Mas também é preciso recordar que ainda têm de negociar a transição com a UE, pelo que persiste alguma incerteza. Por isso, Mogford prevê alguma volatilidade na libra a partir de janeiro. Além disso, como recorda Esty Dwek, responsável de estratégia de mercado da Natixis IM, é provável que o crescimento do Reino Unido continue débil por algum tempo, pelo que o Banco de Inglaterra terá de baixar as taxas no ano que vem. “As subidas dos próximos dias não deverão fazer-nos esquecer que o Brexit ainda agora começou, e que a negociação de um acordo comercial leva tempo e será um exercício difícil”, insiste Gilles Prince, diretor de investimentos na Edmond de Rothschild.

Como impacta nos ativos

Contudo, para Mark Holman, CEO da TwentyFour AM (Vontobel AM), são muito boas notícias para os investidores de crédito, especialmente os que estão em libras esterlinas. “Esperamos que os banqueiros estejam excecionalmente ocupados e os investidores também deveriam estar a preparar-se para uma nova onda de oferta de obrigações em libras esterlinas em janeiro, liderada pelas financeiras, que, como emissores frequentes, normalmente podem preparar as suas operações com grande rapidez”, explica.

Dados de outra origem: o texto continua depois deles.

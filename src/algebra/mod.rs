//! Vector and matrix algebra for the solver's internal math.
//!
//! All numeric work in the crate goes through the traits defined here,
//! implemented generically for floats satisfying [`FloatT`].

mod cholesky;
mod dense;
mod error_types;
mod floats;
mod math_traits;
mod matrix_types;
mod operator;
mod reductions;
mod sparse;
mod vecmath;

pub use cholesky::*;
pub use dense::*;
pub use error_types::*;
pub use floats::*;
pub use math_traits::*;
pub use matrix_types::*;
pub use operator::*;
pub use reductions::*;
pub use sparse::*;

//configure tests of internals
#[cfg(test)]
mod tests;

Por outro lado, os ativos refúgio como as obrigações governamentais sofreram. Da Amundi coincidem neste último ponto. “A yield dos Gilt a 10 anos poderá subir dos níveis atuais, permanecendo abaixo de 1% no final de 2020”, preveem da gestora francesa.

Em ações, segundo Dutu, os ativos de risco britânicos, a libra e as cotadas domésticas brilharão. É o que acredita a maioria das gestoras. Inclusivamente alguns ativos europeus poderão sair beneficiados. Concretamente, a banca europeia, segundo comentam da M&G e Credit Suisse, que tem sofrido com o peso da incerteza do Brexit.

Dito isto, as questões pendentes complicam as coisas para as cotadas exportadoras para o Reino Unido. Segundo Philip Dicken, responsável de ações europeias da Columbia Threadneedle Investments, o mais afetado negativamente é o sector automóvel. O gestor está pendente dos acordos comerciais. Se se impuserem tarifas de um lado ao outro do canal, é provável que as empresas implicadas não vejam uma recuperação da sua cotação até que não haja uma resolução completa do Brexit.